- Origin: Cameroon
- Occupation: Musician
- Instrument: Bass guitar

= Armand Sabal-Lecco =

Armand Sabal-Lecco is a Cameroonian bass guitarist, composer and multi-instrumentalist best known for playing bass guitar on Paul Simon's "The Rhythm of the Saints" tour in 1991/2. Sabal-Lecco has worked with Paul Simon, the Brecker Brothers, Herbie Hancock, Stanley Clarke, John Patitucci, Vanessa Williams and many others.

==Early years==
Armand Sabal-Lecco was born in Cameroon.
Armand Sabal-Lecco's father, Félix Sabal Lecco, was a minister in the government of Ahmadou Ahidjo, and was later appointed ambassador to Italy and France.
His father played the guitar as a young man, and two of his brothers are also musicians: Félix was a drummer and Roger is a bass player. Armand began playing the guitar when he was six, then took up drumming, and eventually settled on the bass, although he is not limited to that instrument.
According to Armand, his older brother Roger would often be late for rehearsals and shows, and Armand began standing in for him as bass player.
He decided the bass was more convenient than drums, easier to pack up, so he had more chance of picking up girls before they left after the show.
When he was fifteen, his father sent him to Paris to live with one of his sisters.

==Career==
In Cameroon, Armand Sabal-Lecco had played funk, rock and straight-ahead jazz.
It was only after moving to Europe that he started introducing African elements to his music.
In the early 1980s he co-founded the Ogogoro Gang, an Afro Funk band, and began playing clubs on Europe.
After a year the group was voted the number one "Jeune espoir francais".
He also developed his skills as a composer during this period.
Armand and his brother Félix formed the African fusion band Xamahal, performing together at the 1986 European Jazz Festival.
Later he joined the Manu Dibango Band, led by Cameroonian saxophone and vibraphone player Manu Dibango.
He toured with this band around the world and played on several of their albums.

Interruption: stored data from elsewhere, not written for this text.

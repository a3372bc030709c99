//! Conversation thread affinity: at most one model-conversation handle per
//! plan, created lazily and reused for every subsequent adjustment so the
//! model service retains context by handle instead of receiving the full
//! plan history each call.

use sqlx::PgPool;
use uuid::Uuid;

use trellis_db::models::ConversationThread;
use trellis_db::queries::threads;

use crate::error::{EngineError, EngineResult};
use crate::model::ModelClient;

/// Look up the plan's thread handle, creating and persisting one via the
/// model client when absent.
///
/// The mapping is persisted before first use. Two racing creators both
/// insert with `ON CONFLICT DO NOTHING`; the loser re-reads and uses the
/// winner's handle, so one handle per plan holds.
pub async fn get_or_create(
    pool: &PgPool,
    plan_id: Uuid,
    user_id: &str,
    client: &dyn ModelClient,
) -> EngineResult<ConversationThread> {
    if let Some(thread) = threads::get_thread(pool, plan_id).await? {
        return Ok(thread);
    }

    let handle = client
        .create_thread()
        .await
        .map_err(|e| EngineError::Upstream(format!("failed to create thread: {e:#}")))?;

    let inserted = threads::insert_thread(pool, plan_id, user_id, &handle).await?;
    if inserted == 0 {
        tracing::debug!(plan_id = %plan_id, "lost thread-creation race, reusing existing handle");
    }

    let thread = threads::get_thread(pool, plan_id)
        .await?
        .ok_or_else(|| anyhow::anyhow!("thread for plan {plan_id} vanished after insert"))?;

    Ok(thread)
}
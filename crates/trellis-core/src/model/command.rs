//! Subprocess-backed model client.
//!
//! Wraps a local model CLI (`claude` by default). The prompt is written to
//! the child's stdin; the response is read from stdout. Conversation
//! affinity rides on the CLI's own session mechanism: the thread handle is
//! a UUID we mint, passed on every call via `thread_flag` so the CLI
//! creates or resumes the matching session.

use std::process::Stdio;

use anyhow::{Context, Result, bail};
use async_trait::async_trait;
use tokio::io::AsyncWriteExt;
use uuid::Uuid;

use super::ModelClient;

/// Environment variable used to hand the user's API key to the child.
pub const API_KEY_ENV: &str = "ANTHROPIC_API_KEY";

/// Model client that shells out to a CLI.
#[derive(Debug, Clone)]
pub struct CommandModelClient {
    /// Executable to spawn (e.g. "claude").
    pub command: String,
    /// Fixed arguments prepended to every invocation (e.g. ["-p"]).
    pub args: Vec<String>,
    /// Flag carrying the thread handle (e.g. "--session-id"). `None`
    /// disables thread addressing entirely.
    pub thread_flag: Option<String>,
}

impl CommandModelClient {
    pub fn new(command: impl Into<String>) -> Self {
        Self {
            command: command.into(),
            args: vec!["-p".to_string()],
            thread_flag: Some("--session-id".to_string()),
        }
    }
}

#[async_trait]
impl ModelClient for CommandModelClient {
    fn name(&self) -> &str {
        "command"
    }

    async fn create_thread(&self) -> Result<String> {
        // The CLI materializes the session on first use; minting the
        // handle locally keeps thread creation free of a model call.
        Ok(Uuid::new_v4().to_string())
    }

    async fn generate(
        &self,
        thread_handle: &str,
        prompt: &str,
        api_key: Option<&str>,
    ) -> Result<String> {
        let mut cmd = tokio::process::Command::new(&self.command);
        cmd.args(&self.args);
        if let Some(flag) = &self.thread_flag {
            cmd.arg(flag).arg(thread_handle);
        }
        if let Some(key) = api_key {
            cmd.env(API_KEY_ENV, key);
        }
        cmd.stdin(Stdio::piped())
            .stdout(Stdio::piped())
            .stderr(Stdio::piped())
            .kill_on_drop(true);

        let mut child = cmd
            .spawn()
            .with_context(|| format!("failed to spawn model command {:?}", self.command))?;

        let mut stdin = child
            .stdin
            .take()
            .context("model command has no stdin handle")?;
        stdin
            .write_all(prompt.as_bytes())
            .await
            .context("failed to write prompt to model command")?;
        drop(stdin);

        let output = child
            .wait_with_output()
            .await
            .context("failed to wait for model command")?;

        if !output.status.success() {
            let stderr = String::from_utf8_lossy(&output.stderr);
            let tail: String = stderr
                .lines()
                .rev()
                .take(5)
                .collect::<Vec<_>>()
                .into_iter()
                .rev()
                .collect::<Vec<_>>()
                .join("\n");
            bail!(
                "model command {:?} exited with {}: {}",
                self.command,
                output.status,
                tail
            );
        }

        let text =
            String::from_utf8(output.stdout).context("model command produced non-UTF-8 output")?;
        Ok(text)
    }
}
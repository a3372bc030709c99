//! The background generation/adjustment worker.
//!
//! User-facing entry points stay fast: `request_generation` inserts the
//! plan shell and enqueues a job; `request_adjustment` verifies ownership
//! and enqueues. A single worker task drains the queue, so mutations to
//! one plan's subtree are applied sequentially. Each job runs under a
//! timeout -- a model call that never returns fails the job instead of
//! holding the plan in `generating` forever -- and every failure is
//! recorded twice (audit event, plan error) before being re-raised to the
//! worker loop where it is logged.

use std::sync::Arc;
use std::time::{Duration, Instant};

use sqlx::PgPool;
use tokio::sync::mpsc;
use tokio::task::JoinHandle;
use tokio_util::sync::CancellationToken;
use uuid::Uuid;

use trellis_db::models::{Plan, PlanStatus};
use trellis_db::queries::plans;

use crate::audit;
use crate::draft::{self, DraftError, MAX_IDEA_LEN, PlanDraft};
use crate::error::{EngineError, EngineResult};
use crate::generate::prompt;
use crate::model::ModelClient;
use crate::ownership;
use crate::replace::{self, ReplaceMode};
use crate::secret;
use crate::thread;

/// A unit of background work.
#[derive(Debug, Clone)]
pub enum Job {
    /// Populate a freshly created plan shell.
    Generate { plan_id: Uuid, user_id: String },
    /// Revise an existing plan per the user's instruction.
    Adjust {
        plan_id: Uuid,
        user_id: String,
        instruction: String,
    },
}

impl Job {
    pub fn plan_id(&self) -> Uuid {
        match self {
            Self::Generate { plan_id, .. } | Self::Adjust { plan_id, .. } => *plan_id,
        }
    }
}

/// Worker configuration.
#[derive(Debug, Clone)]
pub struct WorkerConfig {
    /// Wall-time limit per job (model call + parse + apply).
    pub job_timeout: Duration,
    /// Bounded queue depth; enqueue fails fast when full.
    pub queue_depth: usize,
}

impl Default for WorkerConfig {
    fn default() -> Self {
        Self {
            job_timeout: Duration::from_secs(300),
            queue_depth: 64,
        }
    }
}

/// Sending half of the worker's job queue.
#[derive(Debug, Clone)]
pub struct JobQueue {
    tx: mpsc::Sender<Job>,
}

impl JobQueue {
    /// Enqueue a job without blocking.
    pub fn enqueue(&self, job: Job) -> EngineResult<()> {
        use mpsc::error::TrySendError;
        match self.tx.try_send(job) {
            Ok(()) => Ok(()),
            Err(TrySendError::Full(_)) => {
                Err(anyhow::anyhow!("generation queue is full").into())
            }
            Err(TrySendError::Closed(_)) => {
                Err(anyhow::anyhow!("generation worker is not running").into())
            }
        }
    }
}

/// Spawn the worker task. Returns the queue handle and the join handle.
///
/// The worker exits when `cancel` fires or every `JobQueue` clone has been
/// dropped and the queue is drained.
pub fn spawn_worker(
    pool: PgPool,
    client: Arc<dyn ModelClient>,
    config: WorkerConfig,
    cancel: CancellationToken,
) -> (JobQueue, JoinHandle<()>) {
    let (tx, mut rx) = mpsc::channel::<Job>(config.queue_depth);

    let handle = tokio::spawn(async move {
        loop {
            tokio::select! {
                _ = cancel.cancelled() => {
                    tracing::info!("generation worker cancelled");
                    break;
                }
                job = rx.recv() => {
                    let Some(job) = job else { break };
                    let plan_id = job.plan_id();
                    if let Err(err) = run_job(&pool, client.as_ref(), &config, job).await {
                        // Already recorded on the audit event and the plan;
                        // re-raised here so the failed unit stays visible.
                        tracing::error!(plan_id = %plan_id, error = %err, "background job failed");
                    }
                }
            }
        }
    });

    (JobQueue { tx }, handle)
}

// ---------------------------------------------------------------------------
// Entry points
// ---------------------------------------------------------------------------

/// Fast synchronous half of generation: validate the idea, insert the plan
/// shell in `generating`, enqueue the background unit, return the shell.
///
/// `research`, when present, is a JSON array of snippets from the research
/// collaborator, attached to the shell so the prompt can quote it.
/// The caller observes progress through the plan's lifecycle status.
pub async fn request_generation(
    pool: &PgPool,
    queue: &JobQueue,
    user_id: &str,
    idea: &str,
    research: Option<&serde_json::Value>,
) -> EngineResult<Plan> {
    if idea.trim().is_empty() {
        return Err(DraftError::EmptyField { field: "idea" }.into());
    }
    let len = idea.chars().count();
    if len > MAX_IDEA_LEN {
        return Err(DraftError::TooLong {
            field: "idea",
            max: MAX_IDEA_LEN,
            len,
        }
        .into());
    }

    let plan = plans::insert_plan_shell(pool, user_id, idea, PlanStatus::Generating).await?;
    if let Some(research) = research {
        plans::set_plan_research(pool, plan.id, research).await?;
    }
    queue.enqueue(Job::Generate {
        plan_id: plan.id,
        user_id: user_id.to_string(),
    })?;

    tracing::info!(plan_id = %plan.id, user_id, "generation requested");
    Ok(plan)
}

/// Fast synchronous half of adjustment: verify ownership and enqueue.
pub async fn request_adjustment(
    pool: &PgPool,
    queue: &JobQueue,
    user_id: &str,
    plan_id: Uuid,
    instruction: &str,
) -> EngineResult<()> {
    if instruction.trim().is_empty() {
        return Err(DraftError::EmptyField {
            field: "adjustment instruction",
        }
        .into());
    }
    let plan = ownership::verify_plan(pool, plan_id, user_id).await?;

    queue.enqueue(Job::Adjust {
        plan_id: plan.id,
        user_id: user_id.to_string(),
        instruction: instruction.to_string(),
    })?;

    tracing::info!(plan_id = %plan.id, user_id, "adjustment requested");
    Ok(())
}

// ---------------------------------------------------------------------------
// Job execution
// ---------------------------------------------------------------------------

async fn run_job(
    pool: &PgPool,
    client: &dyn ModelClient,
    config: &WorkerConfig,
    job: Job,
) -> EngineResult<()> {
    match job {
        Job::Generate { plan_id, user_id } => {
            execute(pool, client, config, plan_id, &user_id, None).await
        }
        Job::Adjust {
            plan_id,
            user_id,
            instruction,
        } => execute(pool, client, config, plan_id, &user_id, Some(instruction)).await,
    }
}

/// Run one generation/adjustment attempt end to end.
async fn execute(
    pool: &PgPool,
    client: &dyn ModelClient,
    config: &WorkerConfig,
    plan_id: Uuid,
    user_id: &str,
    instruction: Option<String>,
) -> EngineResult<()> {
    // Re-verify at point of mutation; the plan may have been deleted or
    // reassigned between enqueue and execution.
    let plan = ownership::verify_plan(pool, plan_id, user_id).await?;
    let api_key = secret::get_model_key(pool, user_id).await?;
    let conversation = thread::get_or_create(pool, plan.id, user_id, client).await?;

    let (prompt_text, mode) = match &instruction {
        None => (
            prompt::build_generation_prompt(&plan.idea, plan.research.as_ref()),
            ReplaceMode::Generation,
        ),
        Some(instr) => (
            prompt::build_adjustment_prompt(&plan.idea, instr),
            ReplaceMode::Adjustment,
        ),
    };

    // The pending event is written before the model is invoked.
    let event = audit::open(pool, plan.id, &prompt_text, &conversation.thread_handle).await?;
    let started = Instant::now();

    let result = generate_and_apply(
        pool,
        client,
        config,
        &plan,
        &conversation.thread_handle,
        &prompt_text,
        api_key.as_deref(),
        mode,
    )
    .await;

    match result {
        Ok(applied) => {
            let latency_ms = started.elapsed().as_millis() as i64;
            let (outcomes, deliverables, actions) = applied.counts();
            let summary =
                format!("{outcomes} outcomes, {deliverables} deliverables, {actions} actions");
            audit::mark_applied(pool, event.id, &summary, latency_ms).await?;
            tracing::info!(
                plan_id = %plan.id,
                latency_ms,
                %summary,
                "adjustment applied"
            );
            Ok(())
        }
        Err(err) => {
            let message = audit::cap_error(&err.to_string());
            if let Err(audit_err) = audit::mark_error(pool, event.id, &message).await {
                tracing::error!(event_id = %event.id, error = %audit_err, "failed to record audit error");
            }
            if let Err(plan_err) = plans::set_plan_error(pool, plan.id, &message).await {
                tracing::error!(plan_id = %plan.id, error = %plan_err, "failed to record plan error");
            }
            // The audit write never swallows the failure.
            Err(err)
        }
    }
}

#[allow(clippy::too_many_arguments)]
async fn generate_and_apply(
    pool: &PgPool,
    client: &dyn ModelClient,
    config: &WorkerConfig,
    plan: &Plan,
    thread_handle: &str,
    prompt_text: &str,
    api_key: Option<&str>,
    mode: ReplaceMode,
) -> EngineResult<PlanDraft> {
    let attempt = async {
        let output = client
            .generate(thread_handle, prompt_text, api_key)
            .await
            .map_err(|e| EngineError::Upstream(format!("{e:#}")))?;

        let json = draft::extract_json_object(&output)?;
        let parsed = draft::parse_draft(json)?;
        replace::apply_draft(pool, plan.id, &parsed, mode).await?;
        Ok(parsed)
    };

    match tokio::time::timeout(config.job_timeout, attempt).await {
        Ok(result) => result,
        Err(_) => Err(EngineError::Upstream(format!(
            "model call exceeded {}s timeout",
            config.job_timeout.as_secs()
        ))),
    }
}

In 1989 Armand Sabal-Lecco was invited to New York by Paul Simon to play bass on Simon's eighth studio album, The Rhythm of the Saints, released in 1990.
His brother, Félix, plays drums on this album.
This was followed by a 14-month world tour.
On 15 August 1991 he performed with Paul Simon to an audience of over 750,000 people in New York's Central Park.
In 1993 he was invited to Washington D.C. to play with Paul Simon at President Bill Clinton's inauguration festivities.
Sabal-Lecco played on Stanley Clarke's 1993 album East River Drive, and often played with Clarke in the years that followed.
He became an official member of the Stanley Clarke band in 2002.
In 2004 he played at the Bahamas Jazz Festival as a member of this band.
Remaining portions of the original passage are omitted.